Saturday, June 7, 2014

Media Reports on Pharmaceuticals may be Skewed towards Commercial Interests

We are continually, from time to time, informed about how some supposedly independent researchers had in fact received undisclosed payouts from pharmaceutical companies. In more disconcerting news about the undesirable influence of pharmaceutical companies, a review published in the Journal of the American Medical Association has found that media reporting of studies on drug medications could skew public and medical opinion toward commercial interests.



Two factors contribute to this. Firstly, the mainstream media often fails to report the use of funding provided by drug companies for this kind of research. On top of that, both medical and mainstream reporters tend not to use generic names when referring to specific drug medications, but instead use their brand names.

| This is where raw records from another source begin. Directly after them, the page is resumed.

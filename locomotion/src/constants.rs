//! World units and tuning constants shared by the geometry, collision and
//! locomotion layers.
//!
//! Distances are in world units where one sector is 1024 units wide. The Y axis
//! points DOWN: a smaller Y is higher up, so "above" means a smaller value.

use crate::angle::{Angle, deg};

/// Width and depth of one square floor sector.
pub const SECTOR_SIZE: i32 = 1024;

/// A quarter of a sector; one "click" of floor height.
pub const QUARTER_SECTOR_SIZE: i32 = SECTOR_SIZE / 4;

/// Largest absolute height a sector can describe.
pub const HEIGHT_LIMIT: i32 = 32512;

/// Floor height sentinel for wall sectors.
///
/// Relative floor distances keep this value unchanged so a wall can always be
/// recognized after sampling.
pub const INVALID_HEIGHT: i32 = -HEIGHT_LIMIT;

/// Floor distance reported for an upward steep slope when slopes act as walls.
pub const STEEP_SLOPE_AS_WALL_DISTANCE: i32 = -32767;

/// Floor distance reported for a pit (downward steep slope or deadly floor).
pub const PIT_DISTANCE: i32 = 2 * QUARTER_SECTOR_SIZE;

/// Height difference that can be walked over without a step animation.
pub const STEPPABLE_HEIGHT: i32 = QUARTER_SECTOR_SIZE / 2;

/// Lower bound of the two click climb band (absolute value of the height).
pub const CLIMB_LIMIT_2_CLICK_MIN: i32 = QUARTER_SECTOR_SIZE + STEPPABLE_HEIGHT;

/// Upper bound of the two click climb band.
pub const CLIMB_LIMIT_2_CLICK_MAX: i32 = CLIMB_LIMIT_2_CLICK_MIN + QUARTER_SECTOR_SIZE;

/// Upper bound of the three click climb band.
pub const CLIMB_LIMIT_3_CLICK_MAX: i32 = CLIMB_LIMIT_2_CLICK_MAX + QUARTER_SECTOR_SIZE;

/// Highest ledge that can still be reached with a standing jump.
pub const JUMP_REACHABLE_HEIGHT: i32 = 7 * QUARTER_SECTOR_SIZE + 128;

/// Standing height of the character, feet to scalp.
pub const SCALP_HEIGHT: i32 = 762;

/// Probe height while hanging from a ledge.
pub const LARA_HANGING_HEIGHT: i32 = 870;

/// Probe height while swimming on the water surface.
pub const LARA_SWIM_HEIGHT: i32 = 700;

/// Probe height while diving.
pub const LARA_DIVE_HEIGHT: i32 = 400;

/// Vertical offset of the diving probe origin.
pub const LARA_DIVE_GROUND_ELEVATION: i32 = 200;

/// Distance between the scalp and the raised hands.
pub const SCALP_TO_HANDS_HEIGHT: i32 = 160;

/// Steepest ledge edge (in probe units) that can still be grabbed.
pub const MAX_GRABBABLE_GRADIENT: i32 = 60;

/// Offset from the feet used when re-sampling the floor below the character.
pub const FLOOR_PROBE_OFFSET: i32 = -381;

/// Fall speed at which a falling jump turns into a free fall.
pub const FREE_FALL_SPEED_THRESHOLD: i32 = 131;

/// Fall speed above which a landing deals damage.
pub const DAMAGE_FALL_SPEED_THRESHOLD: i32 = 140;

/// Fall speed at which a landing is always fatal.
pub const DEADLY_FALL_SPEED_THRESHOLD: i32 = 154;

/// Fall speed above which a swan dive turns into a fatal plunge.
pub const SWAN_DIVE_FALL_SPEED_THRESHOLD: i32 = 133;

/// Full health.
pub const LARA_HEALTH: i32 = 1000;

/// Health value written when the character dies instantly.
pub const DEAD_HEALTH: i32 = -16384;

/// Air supply of a full breath, in frames.
pub const LARA_AIR: i32 = 1800;

/// Horizontal collision radius on land and on the water surface.
pub const DEFAULT_COLLISION_RADIUS: i32 = 100;

/// Horizontal collision radius while diving.
pub const DEFAULT_COLLISION_RADIUS_UNDERWATER: i32 = 300;

/// Collision radius used while the body lies on the floor after death.
pub const DEATH_COLLISION_RADIUS: i32 = 400;

/// Vertical acceleration while the fall speed is below [`FALL_SPEED_GRAVITY_LIMIT`].
pub const GRAVITY: i32 = 6;

/// Fall speed above which gravity drops to one unit per frame.
pub const FALL_SPEED_GRAVITY_LIMIT: i32 = 128;

/// Largest vertical difference treated as the water surface when leaving a dive.
pub const WATER_SURFACE_SNAP_DISTANCE: i32 = QUARTER_SECTOR_SIZE;

pub const SLOW_TURN_SPEED: Angle = deg(2.25);
pub const FAST_TURN_SPEED: Angle = deg(4.0);
pub const FAST_TURN_SPEED_RUNNING: Angle = deg(8.0);
pub const RUN_TURN_SPEED: Angle = deg(6.0);
pub const JUMP_TURN_SPEED: Angle = deg(3.0);
pub const WALK_TURN_SPEED: Angle = deg(4.0);
pub const SLOW_WALK_TURN_SPEED: Angle = deg(2.25);
pub const TURN_ACCELERATION: Angle = deg(2.25);
pub const RUN_TILT: Angle = deg(1.5);
pub const MAX_RUN_TILT: Angle = deg(11.0);
pub const TILT_DECAY_LAND: Angle = deg(1.0);
pub const TILT_DECAY_DIVING: Angle = deg(2.0);
pub const TURN_SPEED_DECAY: Angle = deg(2.0);

pub const WATER_TURN_SPEED: Angle = deg(4.0);
pub const WATER_TURN_SPEED_SLOW: Angle = deg(2.0);
pub const DIVE_PITCH_SPEED: Angle = deg(2.0);
pub const DIVE_YAW_SPEED: Angle = deg(6.0);
pub const DIVE_ROLL_SPEED: Angle = deg(3.0);
pub const DIVE_MAX_PITCH: Angle = deg(100.0);
pub const DIVE_MAX_ROLL: Angle = deg(22.0);

/// Maximum swim speed while diving.
pub const DIVE_MAX_SPEED: i32 = 200;

/// Maximum fall speed (forward swim speed) on the water surface.
pub const SURFACE_SWIM_MAX_SPEED: i32 = 60;

/// Swim speed gained per frame while a water stroke is held.
pub const SURFACE_SWIM_ACCELERATION: i32 = 8;

/// Swim speed lost per frame while drifting.
pub const WATER_DRAG: i32 = 6;

/// Swim speed set when diving off the water surface.
pub const SURFACE_DIVE_SPEED: i32 = 80;

/// Health lost per frame while out of air.
pub const DROWN_DAMAGE: i32 = 5;

/// Air regained per frame on the water surface.
pub const AIR_REFILL_RATE: i32 = 10;
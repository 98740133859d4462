/*!
Per-state locomotion handlers.

Every state id maps to a pair of plain functions:
- input:       reads the input intents and sets the goal state, turn rates
               and swim speeds for this frame
- postprocess: configures and runs the terrain probe for the state, then
               reacts through the shared helpers

Handlers are stateless. Everything they touch comes in through [`Context`].
A handler that forces an immediate state change (a hard landing, a climb, a
fall off a ledge) records it with [`Context::substitute`]; the controller
picks the recorded id up after the call and keeps the frame's queued
rotation and movement in its [`Carry`].

Delegation between states is a direct function call, e.g. the stop handler
running the walk or run input when forward is held.
*/

mod air;
mod edge;
mod ground;
pub mod helpers;
mod interaction;
mod slide;
mod water;

use crate::collision::CollisionInfo;
use crate::error::LocomotionError;
use crate::input::InputState;
use crate::level::LevelGeometry;
use crate::settings::ControllerSettings;

use super::carry::Carry;
use super::state::{AnimationId, KinematicState, LaraStateId};

/// Everything a handler may read or mutate during one call.
pub struct Context<'a> {
    pub state: &'a mut KinematicState,
    pub input: &'a InputState,
    pub level: &'a dyn LevelGeometry,
    pub carry: &'a mut Carry,
    pub settings: &'a ControllerSettings,
    substitution: Option<LaraStateId>,
}

impl<'a> Context<'a> {
    pub fn new(
        state: &'a mut KinematicState,
        input: &'a InputState,
        level: &'a dyn LevelGeometry,
        carry: &'a mut Carry,
        settings: &'a ControllerSettings,
    ) -> Self {
        Self {
            state,
            input,
            level,
            carry,
            settings,
            substitution: None,
        }
    }

    /// Switches the current state right away, without waiting for the
    /// animation system to reach the goal.
    pub fn substitute(&mut self, id: LaraStateId) {
        self.state.current_state = id;
        self.substitution = Some(id);
    }

    pub fn take_substitution(&mut self) -> Option<LaraStateId> {
        self.substitution.take()
    }

    /// Requests a clip; the state it plays in becomes current immediately.
    pub fn set_animation(&mut self, animation: AnimationId) {
        self.state.play(animation);
        self.follow_animation(animation);
    }

    /// Requests a clip starting `offset` frames in.
    pub fn set_animation_at(&mut self, animation: AnimationId, offset: u32) {
        self.state.play_at(animation, offset);
        self.follow_animation(animation);
    }

    fn follow_animation(&mut self, animation: AnimationId) {
        let state = animation.state();
        if state != self.state.current_state {
            self.substitute(state);
        }
    }
}

pub type HandlerFn = fn(&mut Context<'_>, &mut CollisionInfo) -> Result<(), LocomotionError>;

/// The input and postprocess functions of one state.
#[derive(Clone, Copy)]
pub struct StateHandler {
    pub id: LaraStateId,
    input: HandlerFn,
    postprocess: HandlerFn,
}

impl std::fmt::Debug for StateHandler {
    fn fmt(&self, f: &mut std::fmt::Formatter<'_>) -> std::fmt::Result {
        f.debug_struct("StateHandler").field("id", &self.id).finish()
    }
}

impl StateHandler {
    const fn new(id: LaraStateId, input: HandlerFn, postprocess: HandlerFn) -> Self {
        Self {
            id,
            input,
            postprocess,
        }
    }

    /// Runs the input phase; returns the state it substituted, if any.
    pub fn handle_input(
        &self,
        ctx: &mut Context<'_>,
        info: &mut CollisionInfo,
    ) -> Result<Option<LaraStateId>, LocomotionError> {
        (self.input)(ctx, info)?;
        Ok(ctx.take_substitution())
    }

    /// Runs the probe and collision reaction; returns the state it
    /// substituted, if any.
    pub fn postprocess_frame(
        &self,
        ctx: &mut Context<'_>,
        info: &mut CollisionInfo,
    ) -> Result<Option<LaraStateId>, LocomotionError> {
        (self.postprocess)(ctx, info)?;
        Ok(ctx.take_substitution())
    }
}

fn no_input(_: &mut Context<'_>, _: &mut CollisionInfo) -> Result<(), LocomotionError> {
    Ok(())
}

/// The handler pair for a state.
pub fn handler_for(id: LaraStateId) -> StateHandler {
    use LaraStateId as S;
    let (input, postprocess): (HandlerFn, HandlerFn) = match id {
        S::WalkForward => (ground::walk_forward_input, ground::walk_forward_postprocess),
        S::RunForward => (ground::run_forward_input, ground::run_forward_postprocess),
        S::Stop => (ground::stop_input, ground::standing_postprocess),
        S::JumpForward => (air::jump_forward_input, air::jump_forward_postprocess),
        S::Pose => (no_input, ground::standing_postprocess),
        S::RunBack => (ground::run_back_input, ground::run_back_postprocess),
        S::TurnRightSlow => (ground::turn_right_slow_input, ground::standing_postprocess),
        S::TurnLeftSlow => (ground::turn_left_slow_input, ground::standing_postprocess),
        S::Death => (interaction::death_input, interaction::death_postprocess),
        S::FreeFall => (air::free_fall_input, air::free_fall_postprocess),
        S::Hang => (edge::hang_input, edge::hang_postprocess),
        S::Reach => (air::reach_input, air::reach_postprocess),
        S::Unknown12 => (no_input, ground::wall_smash_postprocess),
        S::UnderwaterStop => (water::underwater_stop_input, water::underwater_postprocess),
        S::GrabToFall => (no_input, ground::standing_postprocess),
        S::JumpPrepare => (air::jump_prepare_input, air::jump_prepare_postprocess),
        S::WalkBackward => (ground::walk_backward_input, ground::walk_backward_postprocess),
        S::UnderwaterForward => (water::underwater_forward_input, water::underwater_postprocess),
        S::UnderwaterInertia => (water::underwater_inertia_input, water::underwater_postprocess),
        S::Climbing => (interaction::busy_input, edge::climbing_postprocess),
        S::TurnFast => (ground::turn_fast_input, ground::standing_postprocess),
        S::StepRight => (ground::step_right_input, ground::step_right_postprocess),
        S::StepLeft => (ground::step_left_input, ground::step_left_postprocess),
        S::RollBackward => (no_input, ground::roll_backward_postprocess),
        S::SlideForward => (slide::slide_forward_input, slide::slide_forward_postprocess),
        S::JumpBack => (air::airborne_input, air::jump_back_postprocess),
        S::JumpLeft => (air::airborne_input, air::jump_left_postprocess),
        S::JumpRight => (air::airborne_input, air::jump_right_postprocess),
        S::JumpUp => (air::airborne_input, air::jump_up_postprocess),
        S::FallBackward => (air::fall_backward_input, air::fall_backward_postprocess),
        S::ShimmyLeft => (edge::shimmy_left_input, edge::shimmy_left_postprocess),
        S::ShimmyRight => (edge::shimmy_right_input, edge::shimmy_right_postprocess),
        S::SlideBackward => (slide::slide_backward_input, slide::slide_backward_postprocess),
        S::OnWaterStop => (water::on_water_stop_input, water::on_water_forward_postprocess),
        S::OnWaterForward => (water::on_water_forward_input, water::on_water_forward_postprocess),
        S::UnderwaterDiving => (water::underwater_diving_input, water::underwater_postprocess),
        S::PushablePush | S::PushablePull => (interaction::busy_input, interaction::interact_postprocess),
        S::PushableGrab => (interaction::pushable_grab_input, interaction::interact_postprocess),
        S::PickUp | S::InsertKey | S::InsertPuzzle | S::UseMidas => {
            (interaction::busy_input, interaction::interact_postprocess)
        }
        S::SwitchDown | S::SwitchUp => (interaction::busy_input, interaction::interact_postprocess),
        S::WaterDeath => (water::water_death_input, water::water_death_postprocess),
        S::RollForward => (no_input, ground::roll_forward_postprocess),
        S::BoulderDeath => (no_input, no_input),
        S::OnWaterBackward => (water::on_water_backward_input, water::on_water_backward_postprocess),
        S::OnWaterLeft => (water::on_water_left_input, water::on_water_left_postprocess),
        S::OnWaterRight => (water::on_water_right_input, water::on_water_right_postprocess),
        S::MidasDeath => (interaction::death_input, interaction::midas_death_postprocess),
        S::SwandiveBegin => (air::swandive_begin_input, air::swandive_begin_postprocess),
        S::SwandiveEnd => (air::swandive_end_input, air::swandive_end_postprocess),
        S::Handstand => (interaction::busy_input, edge::climbing_postprocess),
        S::OnWaterExit => (interaction::busy_input, edge::climbing_postprocess),
    };
    StateHandler::new(id, input, postprocess)
}


#[cfg(test)]
mod tests {
    use super::test_support::*;
    use super::*;
    use crate::angle::Angle;
    use crate::level::pos;

    #[test]
    fn every_state_has_a_handler() {
        for id in LaraStateId::ALL {
            assert_eq!(handler_for(id).id, id);
        }
    }

    #[test]
    fn substitution_is_reported_once() {
        let level = single_room(flat_room());
        let mut state = character(LaraStateId::Stop, pos(2560, 0, 2560), Angle::ZERO);
        let input = InputState::default();
        let settings = ControllerSettings::default();
        let mut carry = Carry::default();
        let mut ctx = Context::new(&mut state, &input, &level, &mut carry, &settings);

        ctx.substitute(LaraStateId::FreeFall);
        assert_eq!(ctx.take_substitution(), Some(LaraStateId::FreeFall));
        assert_eq!(ctx.take_substitution(), None);
        assert_eq!(state.current_state, LaraStateId::FreeFall);
    }

    #[test]
    fn animation_requests_switch_to_their_state() {
        let level = single_room(flat_room());
        let mut state = character(LaraStateId::WalkForward, pos(2560, 0, 2560), Angle::ZERO);
        let input = InputState::default();
        let settings = ControllerSettings::default();
        let mut carry = Carry::default();
        let mut ctx = Context::new(&mut state, &input, &level, &mut carry, &settings);

        ctx.set_animation(AnimationId::WalkDownLeft);
        assert_eq!(ctx.take_substitution(), None);
        ctx.set_animation(AnimationId::FreeFallForward);
        assert_eq!(ctx.take_substitution(), Some(LaraStateId::JumpForward));
    }
}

And the study team found that these shortcomings existed even though the editors involved felt otherwise.

Details of Study

The study team, led by Dr Michael Hochman, a resident physician at Cambridge Health Alliance in Cambridge, Mass., had looked at 306 news articles discussing research on drug medications. These articles were sourced from websites as well as United States newspapers, and the studies which were discussed in these news articles had been published in five important medical journals, including the New England Journal of Medicine and the Journal of the American Medical Association.

At the same time, the study team asked 100 editors from the newspapers with the highest readership in the US about their reporting practices.

Findings of Study

The researchers found that 42% of the news articles failed to disclose the fact that drug medication research had received funding from pharmaceutical companies. Even when they did, it was deep within the article and not prominently stated.

67% of 277 news articles which had reported on drug medications only used the drug's brand name at least half the time when referring to the medication. According to the study team, each year, up to $9 billion is spent in the US when medical doctors prescribe brand name drugs, even though a generic would have done the job too.

Compare these figures to the perceptions of the editors – about 88% of them had the impression that news articles which they published often or always stated the presence of company funding. Further, some 77% of them thought that their articles referred to drug medications by their generic name.

It is also worth noting that only 3% of the newspapers in question had formal written policies with regard to the disclosure of company funding, while only 2% had such policies with regard to the use of the generic names of drug medications.

Discussion

Members of the public have the right to expect to be presented with unbiased and objective facts when they read news articles about health and medical research. Unfortunately, that does not seem to be happening, and most certainly not happening enough.

"As a doctor, I am increasingly worried in recent years that company-funded research can't be trusted in the same way that other research can be trusted," said Dr Hochman.

"All of us, doctors, patients, journalists, have gotten into a bad habit of referring to medications by their proprietary brand names. At a philosophical level, I think we need to be referring to them by the generic name. We want to keep commercial interests as much out of the doctor-patient relationship as possible," he added.

Andrew Holtz, independent journalist, former president of the Association of Health Care Journalists, and a former CNN medical correspondent, added to the discussion. "Funding sources should be included in every story where it's relevant," he said.

To be fair, we must take note of one point raised by Holtz – Dr Hochman's study itself may be limited because it only looked at news articles which had a length of at least 200 words.

"Two hundred words is not a very long story and I didn't see in the study anything about whether there was a correlation between length of article and how thorough the article was in mentioning funding and generic and brand names," Holtz said. He added that such articles could also have left out other important information, for example the possible drug side effects.

Moving Forward

Dr Hochman admitted that it would be difficult to use generic drug names over their brand names. This is because many of them are unpronounceable, even for experts, let alone laypeople.

"It's a problem but we're not going to change it unless we take the hard step of trying to learn generic names," he said.

The other issue regarding study funds raised by this study had previously already been discussed by peer-reviewed medical journals. Most of those journals now require researchers to reveal their sources of funding.

"News organizations, in my opinion, really should have explicit written policies that they enforce," Dr Hochman said. "We always need to disclose how a medical study is funded. I'm particularly concerned about commercial studies. We have many examples of how company-led research led us astray."

One specific example which Dr Hochman referred to was Vioxx (rofecoxib) – a scandal erupted in 2004 when the arthritis drug was taken off the market due to concerns that it affected the heart.

In the meantime, readers may have to exercise extra discretion when reading news articles regarding drug medications, realizing that, even though no mention is made, many studies on them may actually have been funded by pharmaceutical companies themselves.